* **Directions**
Show every line in the entries below where the word "other" appears.

Collected data:
════

// Copyright (C) 2026 Fred Clausen
// Use of this source code is governed by an MIT-style
// license that can be found in the LICENSE file or at
// https://opensource.org/licenses/MIT.

//! Employee records, salary adjustments, and payslip computation.
//!
//! All currency amounts are integer minor units (satang), so adjustment
//! arithmetic is exact: applying `+n` then `-n` restores the original
//! salary bit for bit.

use crate::error::DomainError;
use serde::{Deserialize, Serialize};
use std::str::FromStr;

/// Social security deduction rate, in percent of gross income.
pub const SOCIAL_SECURITY_RATE_PERCENT: i64 = 5;

/// Social security deduction cap in minor currency units (฿750).
pub const SOCIAL_SECURITY_CAP: i64 = 75_000;

/// Withholding tax rate, in percent of gross income.
pub const TAX_RATE_PERCENT: i64 = 5;

/// An employee on the shop payroll.
#[derive(Debug, Clone, PartialEq, Eq, Serialize, Deserialize)]
pub struct Employee {
    /// The canonical numeric identifier assigned by the database.
    /// `None` indicates the employee has not been persisted yet.
    pub employee_id: Option<i64>,
    /// Employee name.
    pub name: String,
    /// Job title.
    pub position: String,
    /// Short payroll code (e.g. "EMP-001").
    pub employee_code: String,
    /// Employment start date (ISO 8601 date).
    pub start_date: String,
    /// Salary payment account number.
    pub bank_account: String,
    /// Salary payment bank name.
    pub bank_name: String,
    /// Salary at hire, in minor currency units.
    pub base_salary: i64,
    /// Current salary, in minor currency units. Mutated only through
    /// [`apply_adjustment`].
    pub current_salary: i64,
}

/// Direction of a salary adjustment, derived from the sign of its amount.
#[derive(Debug, Clone, Copy, PartialEq, Eq, Serialize, Deserialize)]
#[serde(rename_all = "snake_case")]
pub enum AdjustmentKind {
    /// Positive amount.
    Increase,
    /// Negative amount.
    Decrease,
}

impl AdjustmentKind {
    /// Returns the string representation of the kind.
    #[must_use]
    pub const fn as_str(&self) -> &'static str {
        match self {
            Self::Increase => "increase",
            Self::Decrease => "decrease",
        }
    }

    /// Parses a kind from its string representation.
    ///
    /// # Errors
    ///
    /// Returns `DomainError::UnknownAdjustmentKind` if the string is not
    /// valid.
    fn parse_str(s: &str) -> Result<Self, DomainError> {
        match s {
            "increase" => Ok(Self::Increase),
            "decrease" => Ok(Self::Decrease),
            _ => Err(DomainError::UnknownAdjustmentKind(s.to_string())),
        }
    }
}

impl FromStr for AdjustmentKind {
    type Err = DomainError;

    fn from_str(s: &str) -> Result<Self, Self::Err> {
        Self::parse_str(s)
    }
}

/// An immutable signed salary delta.
///
/// Adjustments are appended to an ordered history and never mutated or
/// deleted. The kind is derived from the sign of the amount at creation.
#[derive(Debug, Clone, PartialEq, Eq, Serialize, Deserialize)]
pub struct SalaryAdjustment {
    /// The canonical numeric identifier assigned by the database.
    /// `None` indicates the adjustment has not been persisted yet.
    pub adjustment_id: Option<i64>,
    /// The employee this adjustment applies to.
    pub employee_id: i64,
    /// Signed delta in minor currency units. Never zero.
    pub amount: i64,
    /// Why the adjustment was made.
    pub reason: String,
    /// When the adjustment was recorded (ISO 8601).
    pub date: String,
    /// Direction, derived from the sign of `amount`.
    pub kind: AdjustmentKind,
}

impl SalaryAdjustment {
    /// Creates a new salary adjustment, deriving its kind from the sign
    /// of the amount.
    ///
    /// # Errors
    ///
    /// Returns an error if the amount is zero or the reason is empty.
    pub fn new(
        employee_id: i64,
        amount: i64,
        reason: String,
        date: String,
    ) -> Result<Self, DomainError> {
        if amount == 0 {
            return Err(DomainError::ZeroAdjustmentAmount);
        }
        if reason.trim().is_empty() {
            return Err(DomainError::EmptyAdjustmentReason);
        }

        let kind = if amount > 0 {
            AdjustmentKind::Increase
        } else {
            AdjustmentKind::Decrease
        };

        Ok(Self {
            adjustment_id: None,
            employee_id,
            amount,
            reason,
            date,
            kind,
        })
    }
}

/// Applies a salary adjustment to an employee, producing a new snapshot.
///
/// The input employee is never mutated; the operation is all-or-nothing.
///
/// # Errors
///
/// Returns an error if the adjustment targets a different employee.
pub fn apply_adjustment(
    employee: &Employee,
    adjustment: &SalaryAdjustment,
) -> Result<Employee, DomainError> {
    let employee_id = employee.employee_id.unwrap_or(adjustment.employee_id);
    if employee_id != adjustment.employee_id {
        return Err(DomainError::EmployeeMismatch {
            expected: adjustment.employee_id,
            found: employee_id,
        });
    }

    let mut next = employee.clone();
    next.current_salary = employee.current_salary + adjustment.amount;
    Ok(next)
}

/// One line on a payslip.
#[derive(Debug, Clone, PartialEq, Eq, Serialize, Deserialize)]
pub struct PayslipItem {
    /// Line description.
    pub description: String,
    /// Line amount in minor currency units.
    pub amount: i64,
}

/// The pay period a payslip covers.
#[derive(Debug, Clone, PartialEq, Eq, Serialize, Deserialize)]
pub struct PayPeriod {
    /// Month name (e.g. "January").
    pub month: String,
    /// Four-digit year.
    pub year: String,
    /// Payment due date (ISO 8601 date), the last day of the month.
    pub due_date: String,
}

impl PayPeriod {
    /// Builds the pay period covering the month of the given date.
    ///
    /// The due date is the last day of that month.
    ///
    /// # Errors
    ///
    /// Returns an error if the month-end date cannot be constructed.
    pub fn for_month(date: time::Date) -> Result<Self, DomainError> {
        let last_day = time::util::days_in_year_month(date.year(), date.month());
        let due = time::Date::from_calendar_date(date.year(), date.month(), last_day).map_err(
            |e| DomainError::DateOutOfRange {
                reason: format!("month end for {}-{}: {e}", date.year(), date.month()),
            },
        )?;

        Ok(Self {
            month: date.month().to_string(),
            year: date.year().to_string(),
            due_date: format!("{}-{:02}-{:02}", due.year(), u8::from(due.month()), due.day()),
        })
    }
}

/// Variable payslip inputs for one period.
#[derive(Debug, Clone, Copy, PartialEq, Eq, Default, Serialize, Deserialize)]
pub struct PayslipInputs {
    /// Overtime pay in minor currency units.
    pub overtime: i64,
    /// Bonus pay in minor currency units.
    pub bonus: i64,
    /// Absence deduction in minor currency units.
    pub absence_deduction: i64,
}

/// A derived payslip projection.
///
/// Recomputed on demand from the employee's current salary and the
/// period inputs; never persisted.
#[derive(Debug, Clone, PartialEq, Eq, Serialize, Deserialize)]
pub struct Payslip {
    /// The employee the payslip is for.
    pub employee: Employee,
    /// The covered pay period.
    pub period: PayPeriod,
    /// Income lines: base salary, overtime, bonus.
    pub income: Vec<PayslipItem>,
    /// Deduction lines: social security, tax, absence.
    pub deductions: Vec<PayslipItem>,
    /// Sum of income lines.
    pub gross_income: i64,
    /// Sum of deduction lines.
    pub total_deductions: i64,
    /// Gross income minus deductions.
    pub net_income: i64,
}

/// Computes a payslip for an employee over a pay period.
///
/// Income is base salary plus the period's overtime and bonus.
/// Deductions are social security (5% of gross, capped at ฿750), tax
/// (5% of gross), and the period's absence deduction.
#[must_use]
pub fn compute_payslip(employee: &Employee, period: PayPeriod, inputs: &PayslipInputs) -> Payslip {
    let income = vec![
        PayslipItem {
            description: String::from("Base Salary"),
            amount: employee.current_salary,
        },
        PayslipItem {
            description: String::from("Overtime"),
            amount: inputs.overtime,
        },
        PayslipItem {
            description: String::from("Bonus"),
            amount: inputs.bonus,
        },
    ];
    let gross_income: i64 = income.iter().map(|item| item.amount).sum();

    let social_security =
        (gross_income * SOCIAL_SECURITY_RATE_PERCENT / 100).min(SOCIAL_SECURITY_CAP);
    let tax = gross_income * TAX_RATE_PERCENT / 100;

    let deductions = vec![
        PayslipItem {
            description: String::from("Social Security"),
            amount: social_security,
        },
        PayslipItem {
            description: String::from("Tax"),
            amount: tax,
        },
        PayslipItem {
            description: String::from("Absence"),
            amount: inputs.absence_deduction,
        },
    ];
    let total_deductions: i64 = deductions.iter().map(|item| item.amount).sum();

    Payslip {
        employee: employee.clone(),
        period,
        income,
        deductions,
        gross_income,
        total_deductions,
        net_income: gross_income - total_deductions,
    }
}

#[cfg(test)]
#[allow(clippy::unwrap_used, clippy::expect_used)]
mod tests {
    use super::*;

    fn employee() -> Employee {
        Employee {
            employee_id: Some(1),
            name: String::from("Somchai P."),
            position: String::from("Senior Cutter"),
            employee_code: String::from("EMP-001"),
            start_date: String::from("2020-03-01"),
            bank_account: String::from("123-4-56789-0"),
            bank_name: String::from("Bangkok Bank"),
            base_salary: 2_500_000,
            current_salary: 2_800_000,
        }
    }

    #[test]
    fn test_adjustment_kind_derived_from_sign() {
        let increase = SalaryAdjustment::new(
            1,
            100_000,
            String::from("Annual raise"),
            String::from("2026-01-01T00:00:00Z"),
        )
        .unwrap();
        assert_eq!(increase.kind, AdjustmentKind::Increase);

        let decrease = SalaryAdjustment::new(
            1,
            -50_000,
            String::from("Hours reduction"),
            String::from("2026-02-01T00:00:00Z"),
        )
        .unwrap();
        assert_eq!(decrease.kind, AdjustmentKind::Decrease);
    }

    #[test]
    fn test_zero_adjustment_is_rejected() {
        let result = SalaryAdjustment::new(
            1,
            0,
            String::from("No-op"),
            String::from("2026-01-01T00:00:00Z"),
        );
        assert_eq!(result, Err(DomainError::ZeroAdjustmentAmount));
    }

    #[test]
    fn test_empty_reason_is_rejected() {
        let result = SalaryAdjustment::new(
            1,
            100,
            String::from("   "),
            String::from("2026-01-01T00:00:00Z"),
        );
        assert_eq!(result, Err(DomainError::EmptyAdjustmentReason));
    }

    #[test]
    fn test_opposite_adjustments_restore_salary_exactly() {
        let original = employee();
        let up = SalaryAdjustment::new(
            1,
            100_000,
            String::from("Raise"),
            String::from("2026-01-01T00:00:00Z"),
        )
        .unwrap();
        let down = SalaryAdjustment::new(
            1,
            -100_000,
            String::from("Correction"),
            String::from("2026-01-02T00:00:00Z"),
        )
        .unwrap();

        let raised = apply_adjustment(&original, &up).unwrap();
        assert_eq!(raised.current_salary, original.current_salary + 100_000);

        let restored = apply_adjustment(&raised, &down).unwrap();
        assert_eq!(restored.current_salary, original.current_salary);
    }

    #[test]
    fn test_adjustment_does_not_mutate_input() {
        let original = employee();
        let up = SalaryAdjustment::new(
            1,
            100_000,
            String::from("Raise"),
            String::from("2026-01-01T00:00:00Z"),
        )
        .unwrap();

        let _ = apply_adjustment(&original, &up).unwrap();
        assert_eq!(original.current_salary, 2_800_000);
    }

    #[test]
    fn test_adjustment_for_wrong_employee_is_rejected() {
        let original = employee();
        let other = SalaryAdjustment::new(
            2,
            100_000,
            String::from("Raise"),
            String::from("2026-01-01T00:00:00Z"),
        )
        .unwrap();

        let result = apply_adjustment(&original, &other);
        assert_eq!(
            result,
            Err(DomainError::EmployeeMismatch {
                expected: 2,
                found: 1
            })
        );
    }

    #[test]
    fn test_payslip_net_is_income_minus_deductions() {
        let emp = employee();
        let period = PayPeriod {
            month: String::from("January"),
            year: String::from("2026"),
            due_date: String::from("2026-01-31"),
        };
        let inputs = PayslipInputs {
            overtime: 200_000,
            bonus: 100_000,
            absence_deduction: 50_000,
        };

        let payslip = compute_payslip(&emp, period, &inputs);

        assert_eq!(payslip.gross_income, 2_800_000 + 200_000 + 100_000);
        assert_eq!(
            payslip.net_income,
            payslip.gross_income - payslip.total_deductions
        );
        assert_eq!(payslip.income.len(), 3);
        assert_eq!(payslip.deductions.len(), 3);
    }

    #[test]
    fn test_social_security_is_capped() {
        let emp = employee();
        let period = PayPeriod {
            month: String::from("January"),
            year: String::from("2026"),
            due_date: String::from("2026-01-31"),
        };

        // 5% of 3.1M satang gross is 155,000, above the 75,000 cap.
        let payslip = compute_payslip(
            &emp,
            period,
            &PayslipInputs {
                overtime: 200_000,
                bonus: 100_000,
                absence_deduction: 0,
            },
        );

        let social_security = payslip
            .deductions
            .iter()
            .find(|item| item.description == "Social Security")
            .unwrap();
        assert_eq!(social_security.amount, SOCIAL_SECURITY_CAP);
    }

    #[test]
    fn test_social_security_below_cap_is_proportional() {
        let mut emp = employee();
        emp.current_salary = 1_000_000;
        let period = PayPeriod {
            month: String::from("January"),
            year: String::from("2026"),
            due_date: String::from("2026-01-31"),
        };

        let payslip = compute_payslip(&emp, period, &PayslipInputs::default());

        let social_security = payslip
            .deductions
            .iter()
            .find(|item| item.description == "Social Security")
            .unwrap();
        assert_eq!(social_security.amount, 50_000);
    }

    #[test]
    fn test_pay_period_due_date_is_month_end() {
        let date = time::Date::from_calendar_date(2026, time::Month::February, 10).unwrap();
        let period = PayPeriod::for_month(date).unwrap();
        assert_eq!(period.month, "February");
        assert_eq!(period.year, "2026");
        assert_eq!(period.due_date, "2026-02-28");
    }

    #[test]
    fn test_pay_period_handles_leap_year() {
        let date = time::Date::from_calendar_date(2028, time::Month::February, 1).unwrap();
        let period = PayPeriod::for_month(date).unwrap();
        assert_eq!(period.due_date, "2028-02-29");
    }
}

════

* **Response**
        let other = SalaryAdjustment::new(
        let result = apply_adjustment(&original, &other);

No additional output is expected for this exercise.